Work required
The data must be copied over exactly and in full.

Records shown

== Segment start ==

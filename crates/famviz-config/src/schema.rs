//! Configuration schema.

use std::path::{Path, PathBuf};
use std::time::Duration;

use serde::{Deserialize, Serialize};

/// Main configuration structure.
#[derive(Debug, Clone, Default, Serialize, Deserialize)]
pub struct Config {
    /// Local paths.
    #[serde(default)]
    pub paths: PathsConfig,

    /// Remote endpoints.
    #[serde(default)]
    pub remote: RemoteConfig,

    /// HTTP client policy.
    #[serde(default)]
    pub http: HttpConfig,

    /// Directory that relative paths are resolved against.
    #[serde(skip)]
    pub base_dir: PathBuf,
}

impl Config {
    /// Resolves a configured path against [`Config::base_dir`].
    #[must_use]
    pub fn resolve(&self, path: &Path) -> PathBuf {
        if path.is_absolute() {
            path.to_path_buf()
        } else {
            self.base_dir.join(path)
        }
    }

    /// Directory holding the repository clones.
    #[must_use]
    pub fn repos_dir(&self) -> PathBuf {
        self.resolve(&self.paths.repos_dir)
    }

    /// Directory receiving the JSON datasets.
    #[must_use]
    pub fn json_dir(&self) -> PathBuf {
        self.resolve(&self.paths.json_dir)
    }

    /// Shared mailmap file.
    #[must_use]
    pub fn mailmap(&self) -> PathBuf {
        self.resolve(&self.paths.mailmap)
    }

    /// Families file.
    #[must_use]
    pub fn families(&self) -> PathBuf {
        self.resolve(&self.paths.families)
    }
}

/// Local paths, relative to the configuration file.
#[derive(Debug, Clone, Serialize, Deserialize)]
pub struct PathsConfig {
    #[serde(default = "default_repos_dir")]
    pub repos_dir: PathBuf,

    #[serde(default = "default_json_dir")]
    pub json_dir: PathBuf,

    #[serde(default = "default_mailmap")]
    pub mailmap: PathBuf,

    #[serde(default = "default_families")]
    pub families: PathBuf,
}

impl Default for PathsConfig {
    fn default() -> Self {
        Self {
            repos_dir: default_repos_dir(),
            json_dir: default_json_dir(),
            mailmap: default_mailmap(),
            families: default_families(),
        }
    }
}

fn default_repos_dir() -> PathBuf {
    PathBuf::from("git-repos")
}

fn default_json_dir() -> PathBuf {
    PathBuf::from("../json")
}

fn default_mailmap() -> PathBuf {
    PathBuf::from(".mailmap")
}

fn default_families() -> PathBuf {
    PathBuf::from("families.json")
}

/// Remote endpoints.
#[derive(Debug, Clone, Serialize, Deserialize)]
pub struct RemoteConfig {
    /// Clone URLs are `<git_base_url>/<repo>`.
    #[serde(default = "default_git_base_url")]
    pub git_base_url: String,

    /// Revision URLs are `<raw_base_url>/<repo>/<sha>/<path>`.
    #[serde(default = "default_raw_base_url")]
    pub raw_base_url: String,

    /// Stats service root.
    #[serde(default = "default_stats_url")]
    pub stats_url: String,

    /// Wiki root; family pages are `<wiki_url>/<family>_languages`.
    #[serde(default = "default_wiki_url")]
    pub wiki_url: String,
}

impl Default for RemoteConfig {
    fn default() -> Self {
        Self {
            git_base_url: default_git_base_url(),
            raw_base_url: default_raw_base_url(),
            stats_url: default_stats_url(),
            wiki_url: default_wiki_url(),
        }
    }
}

fn default_git_base_url() -> String {
    "https://github.com/apertium".to_string()
}

fn default_raw_base_url() -> String {
    "https://raw.githubusercontent.com/apertium".to_string()
}

fn default_stats_url() -> String {
    "https://apertium.projectjj.com/stats-service".to_string()
}

fn default_wiki_url() -> String {
    "http://wiki.apertium.org/wiki".to_string()
}

/// HTTP client policy.
#[derive(Debug, Clone, Serialize, Deserialize)]
pub struct HttpConfig {
    /// Per-request timeout.
    #[serde(default = "default_timeout_secs")]
    pub timeout_secs: u64,

    /// Extra attempts after a transport failure. Zero keeps the historical
    /// fail-fast behaviour.
    #[serde(default)]
    pub retries: u32,

    /// Pause between attempts.
    #[serde(default = "default_retry_delay_ms")]
    pub retry_delay_ms: u64,
}

impl HttpConfig {
    /// Returns the request timeout.
    #[must_use]
    pub fn timeout(&self) -> Duration {
        Duration::from_secs(self.timeout_secs)
    }

    /// Returns the pause between attempts.
    #[must_use]
    pub fn retry_delay(&self) -> Duration {
        Duration::from_millis(self.retry_delay_ms)
    }
}

impl Default for HttpConfig {
    fn default() -> Self {
        Self {
            timeout_secs: default_timeout_secs(),
            retries: 0,
            retry_delay_ms: default_retry_delay_ms(),
        }
    }
}

fn default_timeout_secs() -> u64 {
    120
}

fn default_retry_delay_ms() -> u64 {
    1000
}

#[cfg(test)]
mod tests {
    use super::*;

    #[test]
    fn test_defaults() {
        let config = Config::default();
        assert_eq!(config.paths.repos_dir, PathBuf::from("git-repos"));
        assert_eq!(config.remote.git_base_url, "https://github.com/apertium");
        assert_eq!(config.http.retries, 0);
        assert_eq!(config.http.timeout(), Duration::from_secs(120));
    }

    #[test]
    fn test_resolve_relative_and_absolute() {
        let config = Config {
            base_dir: PathBuf::from("/srv/scrapers"),
            ..Config::default()
        };
        assert_eq!(config.repos_dir(), PathBuf::from("/srv/scrapers/git-repos"));
        assert_eq!(config.json_dir(), PathBuf::from("/srv/scrapers/../json"));
        assert_eq!(
            config.resolve(Path::new("/abs/families.json")),
            PathBuf::from("/abs/families.json")
        );
    }
}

== Segment end ==

Solution for this problem
filename crates/famviz-config/src/schema.rs
//! Configuration schema.

use std::path::{Path, PathBuf};
use std::time::Duration;

use serde::{Deserialize, Serialize};

/// Main configuration structure.
#[derive(Debug, Clone, Default, Serialize, Deserialize)]
pub struct Config {
    /// Local paths.
    #[serde(default)]
    pub paths: PathsConfig,

    /// Remote endpoints.
    #[serde(default)]
    pub remote: RemoteConfig,

    /// HTTP client policy.
    #[serde(default)]
    pub http: HttpConfig,

    /// Directory that relative paths are resolved against.
    #[serde(skip)]
    pub base_dir: PathBuf,
}

impl Config {
    /// Resolves a configured path against [`Config::base_dir`].
    #[must_use]
    pub fn resolve(&self, path: &Path) -> PathBuf {
        if path.is_absolute() {
            path.to_path_buf()
        } else {
            self.base_dir.join(path)
        }
    }

    /// Directory holding the repository clones.
    #[must_use]
    pub fn repos_dir(&self) -> PathBuf {
        self.resolve(&self.paths.repos_dir)
    }

    /// Directory receiving the JSON datasets.
    #[must_use]
    pub fn json_dir(&self) -> PathBuf {
        self.resolve(&self.paths.json_dir)
    }

    /// Shared mailmap file.
    #[must_use]
    pub fn mailmap(&self) -> PathBuf {
        self.resolve(&self.paths.mailmap)
    }

    /// Families file.
    #[must_use]
    pub fn families(&self) -> PathBuf {
        self.resolve(&self.paths.families)
    }
}

/// Local paths, relative to the configuration file.
#[derive(Debug, Clone, Serialize, Deserialize)]
pub struct PathsConfig {
    #[serde(default = "default_repos_dir")]
    pub repos_dir: PathBuf,

    #[serde(default = "default_json_dir")]
    pub json_dir: PathBuf,

    #[serde(default = "default_mailmap")]
    pub mailmap: PathBuf,

    #[serde(default = "default_families")]
    pub families: PathBuf,
}

impl Default for PathsConfig {
    fn default() -> Self {
        Self {
            repos_dir: default_repos_dir(),
            json_dir: default_json_dir(),
            mailmap: default_mailmap(),
            families: default_families(),
        }
    }
}

fn default_repos_dir() -> PathBuf {
    PathBuf::from("git-repos")
}

fn default_json_dir() -> PathBuf {
    PathBuf::from("../json")
}

fn default_mailmap() -> PathBuf {
    PathBuf::from(".mailmap")
}

fn default_families() -> PathBuf {
    PathBuf::from("families.json")
}

/// Remote endpoints.
#[derive(Debug, Clone, Serialize, Deserialize)]
pub struct RemoteConfig {
    /// Clone URLs are `<git_base_url>/<repo>`.
    #[serde(default = "default_git_base_url")]
    pub git_base_url: String,

    /// Revision URLs are `<raw_base_url>/<repo>/<sha>/<path>`.
    #[serde(default = "default_raw_base_url")]
    pub raw_base_url: String,

    /// Stats service root.
    #[serde(default = "default_stats_url")]
    pub stats_url: String,

    /// Wiki root; family pages are `<wiki_url>/<family>_languages`.
    #[serde(default = "default_wiki_url")]
    pub wiki_url: String,
}

impl Default for RemoteConfig {
    fn default() -> Self {
        Self {
            git_base_url: default_git_base_url(),
            raw_base_url: default_raw_base_url(),
            stats_url: default_stats_url(),
            wiki_url: default_wiki_url(),
        }
    }
}

fn default_git_base_url() -> String {
    "https://github.com/apertium".to_string()
}

fn default_raw_base_url() -> String {
    "https://raw.githubusercontent.com/apertium".to_string()
}

fn default_stats_url() -> String {
    "https://apertium.projectjj.com/stats-service".to_string()
}

fn default_wiki_url() -> String {
    "http://wiki.apertium.org/wiki".to_string()
}

/// HTTP client policy.
#[derive(Debug, Clone, Serialize, Deserialize)]
pub struct HttpConfig {
    /// Per-request timeout.
    #[serde(default = "default_timeout_secs")]
    pub timeout_secs: u64,

    /// Extra attempts after a transport failure. Zero keeps the historical
    /// fail-fast behaviour.
    #[serde(default)]
    pub retries: u32,

    /// Pause between attempts.
    #[serde(default = "default_retry_delay_ms")]
    pub retry_delay_ms: u64,
}

impl HttpConfig {
    /// Returns the request timeout.
    #[must_use]
    pub fn timeout(&self) -> Duration {
        Duration::from_secs(self.timeout_secs)
    }

    /// Returns the pause between attempts.
    #[must_use]
    pub fn retry_delay(&self) -> Duration {
        Duration::from_millis(self.retry_delay_ms)
    }
}

impl Default for HttpConfig {
    fn default() -> Self {
        Self {
            timeout_secs: default_timeout_secs(),
            retries: 0,
            retry_delay_ms: default_retry_delay_ms(),
        }
    }
}

fn default_timeout_secs() -> u64 {
    120
}

fn default_retry_delay_ms() -> u64 {
    1000
}

#[cfg(test)]
mod tests {
    use super::*;

    #[test]
    fn test_defaults() {
        let config = Config::default();
        assert_eq!(config.paths.repos_dir, PathBuf::from("git-repos"));
        assert_eq!(config.remote.git_base_url, "https://github.com/apertium");
        assert_eq!(config.http.retries, 0);
        assert_eq!(config.http.timeout(), Duration::from_secs(120));
    }

    #[test]
    fn test_resolve_relative_and_absolute() {
        let config = Config {
            base_dir: PathBuf::from("/srv/scrapers"),
            ..Config::default()
        };
        assert_eq!(config.repos_dir(), PathBuf::from("/srv/scrapers/git-repos"));
        assert_eq!(config.json_dir(), PathBuf::from("/srv/scrapers/../json"));
        assert_eq!(
            config.resolve(Path::new("/abs/families.json")),
            PathBuf::from("/abs/families.json")
        );
    }
}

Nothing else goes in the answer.